Phase 0's hypothesis ("UAPI gap — backend doesn't populate the new CIDs") is **partially refuted**:

1. We populated the controls in the backend (Step 4) — but strace shows they don't reach the kernel.
2. The OOPS happens with `run->ext_sps_st_rps = 0x51a0` — a value that LOOKS like an uninitialized field or partially-decoded offset, not a NULL or a backend-supplied pointer.
3. Therefore the kernel-side state path is what's broken — even when userspace DOESN'T set the controls (pre-iter2 state) or DOES try (iter2 state, with the backend's submission silently absent from the ioctl trace), the kernel ends up with `run->ext_sps_st_rps = 0x51a0` and OOPSes.
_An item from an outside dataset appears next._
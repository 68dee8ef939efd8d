mod memory;
mod stream;

pub use memory::MemoryStream;
pub use stream::{ByteOrder, SeekMode, Stream};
The 0x51a0 value is consistent across all captured OOPSes (pre-iter2 + post-iter2), which means it's a deterministic kernel-side state — probably an uninitialized `ctrl->p_cur.p` field or a confused offset-vs-pointer somewhere in the V4L2 controls framework or in rkvdec-hevc-common.c itself.
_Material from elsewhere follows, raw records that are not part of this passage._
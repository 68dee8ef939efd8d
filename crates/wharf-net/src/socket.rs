use std::{
    net::SocketAddr,
    os::fd::RawFd,
    sync::{
        Arc, Mutex, MutexGuard, PoisonError,
        atomic::{AtomicI32, Ordering},
    },
    time::{Duration, SystemTime, UNIX_EPOCH},
};

use tracing::{debug, warn};

use crate::{
    base::{BaseSlot, SlotPool, SocketFlags, SocketState},
    config::{READ_BUFFER_SIZE, WRITE_BUFFER_SIZE},
    error::{ConnectError, NetError},
    event::{EventQueue, NetworkEvent},
    handle::Handle,
    ring::{FlushBuffer, RingBuffer},
    sys::{self, AddressFamily, INVALID_FD},
};

/// Protocol hook table: how a concrete transport opens descriptors,
/// establishes connections, and moves bytes through the record's buffers.
pub(crate) trait Protocol: Send + Sync {
    /// Open an fd for `family` on the record's base slot.
    fn open(&self, sock: &Socket, family: AddressFamily) -> Result<(), NetError>;

    /// Establish a connection, driving the slot state to `Connected` or
    /// `Connecting`.
    fn connect(
        &self,
        sock: &Socket,
        addr: SocketAddr,
        timeout: Option<Duration>,
    ) -> Result<(), ConnectError>;

    /// Pull bytes from the OS into the in-ring. Returns bytes gained.
    fn fill(&self, sock: &Socket, io: &mut SocketIo, wanted: usize) -> usize;

    /// Push buffered bytes from the out-buffer to the OS.
    fn drain(&self, sock: &Socket, io: &mut SocketIo);
}

/// Mutable half of a socket record, guarded by the record mutex.
pub(crate) struct SocketIo {
    pub(crate) family: Option<AddressFamily>,
    pub(crate) local: Option<SocketAddr>,
    pub(crate) remote: Option<SocketAddr>,
    pub(crate) rx: RingBuffer,
    pub(crate) tx: FlushBuffer,
    pub(crate) bytes_read: u64,
    pub(crate) bytes_written: u64,
}

/// One socket record. Shared ownership through the handle table: the Arc
/// strong count is the refcount, and whichever holder drops last runs
/// teardown. The base slot is borrowed from the pool while an fd can
/// exist and detached again on close.
pub(crate) struct Socket {
    handle: Handle,
    proto: &'static dyn Protocol,
    base: AtomicI32,
    pool: Arc<SlotPool>,
    events: Arc<EventQueue>,
    io: Mutex<SocketIo>,
}

impl Socket {
    pub(crate) fn new(
        handle: Handle,
        proto: &'static dyn Protocol,
        pool: Arc<SlotPool>,
        events: Arc<EventQueue>,
    ) -> Arc<Self> {
        Arc::new(Self {
            handle,
            proto,
            base: AtomicI32::new(-1),
            pool,
            events,
            io: Mutex::new(SocketIo {
                family: None,
                local: None,
                remote: None,
                rx: RingBuffer::new(READ_BUFFER_SIZE),
                tx: FlushBuffer::new(WRITE_BUFFER_SIZE),
                bytes_read: 0,
                bytes_written: 0,
            }),
        })
    }

    pub(crate) fn handle(&self) -> Handle {
        self.handle
    }

    pub(crate) fn protocol(&self) -> &'static dyn Protocol {
        self.proto
    }

    pub(crate) fn io(&self) -> MutexGuard<'_, SocketIo> {
        self.io.lock().unwrap_or_else(PoisonError::into_inner)
    }

    pub(crate) fn slot(&self) -> Option<&BaseSlot> {
        let index = self.base.load(Ordering::Acquire);
        (index >= 0).then(|| self.pool.get(index as usize))
    }

    pub(crate) fn fd(&self) -> RawFd {
        self.slot().map_or(INVALID_FD, BaseSlot::fd)
    }

    /// Borrow a base slot from the pool on first use.
    pub(crate) fn ensure_slot(&self) -> Result<&BaseSlot, NetError> {
        if let Some(slot) = self.slot() {
            return Ok(slot);
        }
        let index = self.pool.claim(self.handle).ok_or(NetError::OutOfSlots)?;
        self.base.store(index as i32, Ordering::Release);
        Ok(self.pool.get(index))
    }

    /// Open the fd for `family` if none exists yet, re-applying the option
    /// flags captured on the slot. Fails when the socket already carries a
    /// descriptor of a different family.
    pub(crate) fn ensure_fd(
        &self,
        io: &mut SocketIo,
        family: AddressFamily,
    ) -> Result<RawFd, NetError> {
        let slot = self.ensure_slot()?;
        if slot.fd() != INVALID_FD {
            if io.family != Some(family) {
                return Err(NetError::FamilyMismatch);
            }
            return Ok(slot.fd());
        }
        self.proto.open(self, family)?;
        let fd = slot.fd();
        if fd == INVALID_FD {
            return Err(NetError::NotOpen);
        }
        io.family = Some(family);
        let flags = slot.flags();
        if let Err(err) = sys::set_reuse_address(fd, flags.contains(SocketFlags::REUSE_ADDR)) {
            warn!(handle = %self.handle, fd, %err, "unable to apply reuse address option");
        }
        if let Err(err) = sys::set_reuse_port(fd, flags.contains(SocketFlags::REUSE_PORT)) {
            warn!(handle = %self.handle, fd, %err, "unable to apply reuse port option");
        }
        Ok(fd)
    }

    pub(crate) fn set_blocking(&self, blocking: bool) -> Result<(), NetError> {
        let slot = self.ensure_slot()?;
        slot.set_flag(SocketFlags::BLOCKING, blocking);
        if slot.fd() != INVALID_FD {
            sys::set_blocking(slot.fd(), blocking);
        }
        Ok(())
    }

    pub(crate) fn set_reuse_address(&self, reuse: bool) -> Result<(), NetError> {
        let slot = self.ensure_slot()?;
        slot.set_flag(SocketFlags::REUSE_ADDR, reuse);
        if slot.fd() != INVALID_FD
            && let Err(err) = sys::set_reuse_address(slot.fd(), reuse)
        {
            warn!(handle = %self.handle, fd = slot.fd(), %err, "unable to set reuse address option");
        }
        Ok(())
    }

    pub(crate) fn set_reuse_port(&self, reuse: bool) -> Result<(), NetError> {
        let slot = self.ensure_slot()?;
        slot.set_flag(SocketFlags::REUSE_PORT, reuse);
        if slot.fd() != INVALID_FD
            && let Err(err) = sys::set_reuse_port(slot.fd(), reuse)
        {
            warn!(handle = %self.handle, fd = slot.fd(), %err, "unable to set reuse port option");
        }
        Ok(())
    }

    /// Toggle Nagle's algorithm. `delay == false` sets TCP_NODELAY.
    pub(crate) fn set_tcp_delay(&self, delay: bool) -> Result<(), NetError> {
        let slot = self.ensure_slot()?;
        slot.set_flag(SocketFlags::TCP_DELAY, delay);
        if slot.fd() != INVALID_FD
            && let Err(err) = sys::set_nodelay(slot.fd(), !delay)
        {
            warn!(handle = %self.handle, fd = slot.fd(), %err, "unable to set tcp delay option");
        }
        Ok(())
    }

    /// Hand byte movement over to an external poll loop (or take it back).
    pub(crate) fn set_polled(&self, polled: bool) -> Result<(), NetError> {
        let slot = self.ensure_slot()?;
        slot.set_flag(SocketFlags::POLLED, polled);
        Ok(())
    }

    pub(crate) fn flag(&self, flag: SocketFlags) -> bool {
        self.slot().is_some_and(|slot| slot.has_flag(flag))
    }

    /// Drive OS-observed state transitions. Never blocks: a zero-timeout
    /// select while `Connecting`, a readability probe while `Connected`,
    /// and a drain check while `Disconnected`.
    pub(crate) fn poll_state(&self, io: &mut SocketIo) -> SocketState {
        let Some(slot) = self.slot() else {
            return SocketState::NotConnected;
        };
        match slot.state() {
            SocketState::Connecting => {
                let fd = slot.fd();
                if let Ok(ready) = sys::select_fd(fd, sys::Interest::Write, None) {
                    if ready.error {
                        debug!(handle = %self.handle, fd, "error while connecting");
                        self.close(io);
                    } else if ready.ready {
                        debug!(handle = %self.handle, fd, "connection established");
                        slot.set_state(SocketState::Connected);
                    }
                }
            }
            SocketState::Connected => {
                if sys::available(slot.fd()).is_none() {
                    debug!(handle = %self.handle, fd = slot.fd(), "hangup while connected");
                    slot.set_state(SocketState::Disconnected);
                    if io.rx.is_empty() {
                        self.close(io);
                    }
                }
            }
            SocketState::Disconnected => {
                if io.rx.is_empty() {
                    debug!(handle = %self.handle, "buffered data drained after disconnect");
                    self.close(io);
                }
            }
            SocketState::NotConnected | SocketState::Listening => {}
        }
        self.slot().map_or(SocketState::NotConnected, BaseSlot::state)
    }

    /// In-ring bytes plus whatever the kernel reports as pending.
    pub(crate) fn available_nonblock(&self, io: &SocketIo) -> usize {
        let pending = self.slot().and_then(|slot| sys::available(slot.fd())).unwrap_or(0);
        io.rx.len() + pending
    }

    /// Synchronously push the out-buffer down to the OS while connected.
    pub(crate) fn flush_out(&self, io: &mut SocketIo) {
        if io.tx.is_empty() {
            return;
        }
        let Some(slot) = self.slot() else {
            return;
        };
        if slot.state() != SocketState::Connected {
            return;
        }
        self.proto.drain(self, io);
    }

    /// Post the hangup event, at most once per connection.
    pub(crate) fn post_hangup(&self) {
        let Some(slot) = self.slot() else {
            return;
        };
        if !slot.has_flag(SocketFlags::HANGUP_PENDING) {
            slot.set_flag(SocketFlags::HANGUP_PENDING, true);
            slot.touch(now_ms());
            self.events.post(NetworkEvent::Hangup { handle: self.handle });
        }
    }

    /// Release the fd, return the base slot to the pool, and forget both
    /// addresses. The record itself stays valid in `NotConnected`.
    pub(crate) fn close(&self, io: &mut SocketIo) {
        let mut fd = INVALID_FD;
        let index = self.base.swap(-1, Ordering::AcqRel);
        if index >= 0 {
            let slot = self.pool.get(index as usize);
            fd = slot.fd();
            slot.release();
        }
        debug!(handle = %self.handle, fd, "closing socket");
        io.local = None;
        io.remote = None;
        if fd != INVALID_FD {
            sys::set_blocking(fd, false);
            sys::close_fd(fd);
        }
    }
}

impl Drop for Socket {
    fn drop(&mut self) {
        let mut io = self.io();
        self.close(&mut io);
    }
}

/// Bounded-wait pivot shared by connect and accept: flip a blocking socket
/// to non-blocking around `f`, then restore. A non-blocking socket runs
/// `f` untouched.
pub(crate) fn with_nonblocking<T>(
    slot: &BaseSlot,
    timeout: Option<Duration>,
    f: impl FnOnce() -> T,
) -> T {
    let fd = slot.fd();
    let pivot = timeout.is_some() && slot.has_flag(SocketFlags::BLOCKING) && fd != INVALID_FD;
    if pivot {
        sys::set_blocking(fd, false);
    }
    let out = f();
    if pivot {
        sys::set_blocking(fd, true);
    }
    out
}

fn now_ms() -> u64 {
    SystemTime::now().duration_since(UNIX_EPOCH).unwrap_or_default().as_millis() as u64
}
## Why our Step 4 controls don't reach the kernel — open question

Three plausible reasons, ordered by how cheap they are to diagnose next:

1. **`h265_populate_ext_sps_rps_cache` returns error and silently skips the submission.** The function returns `-ENODATA` if no SPS NAL is found in `surface_object->source_data`. ffmpeg-vaapi's HEVC submission protocol may not put the SPS NAL into the slice data buffer the backend sees — Phase 5 reviewer's #3 finding (now empirically confirmed by absence of the new CIDs in strace). To diagnose: add `request_log` in the populate function logging what it found in source_data + the err return code.
2. **Backend's h265 code path goes through `picture.c` instead of `h265.c::h265_set_controls`.** Some backends route per-codec submission through a generic `picture.c::codec_store_buffer` + per-codec dispatchers; if HEVC's `h265_set_controls` isn't the actual call site, our Step 4 edits don't fire. To diagnose: grep `picture.c` for HEVC-related dispatch + log entry into `h265_set_controls`.
3. **The kernel-side `0x51a0` value is independent of userspace** — possibly `ctrl->p_cur.p` for a `.dims = { 65 }` control gets initialized to something like `65 * sizeof(struct) = 65 * 80 = 5200 = 0x1450`... no, doesn't match. Or maybe a count field gets accidentally read as a pointer somewhere in the dynamic-array control framework. To diagnose: kernel-side instrumentation (printk in `rkvdec_hevc_prepare_hw_st_rps` to dump `run->ext_sps_st_rps` as it's read from `ctrl->p_cur.p`).

## Loopback decision

**Loopback to Phase 0** with re-opened `kernel-agent#11` per the Phase 1 falsifier path. iter3 (the kernel-side investigation iteration) starts its Phase 0 with:
- The OOPS register state (`x1 = 0x51a0` is the load-bearing observation)
- The strace evidence that our backend controls don't reach the kernel
- The three open-question candidates above
- The kernel-side gate `ctx->has_sps_st_rps |= !!(ctrl->has_changed)` — the `0x51a0` value would only be read IF `has_sps_st_rps` is true. Open question: how does `has_sps_st_rps` become true if userspace never sets the controls? Possibly via an init path during ctrl_handler registration that flips `has_changed` synthetically.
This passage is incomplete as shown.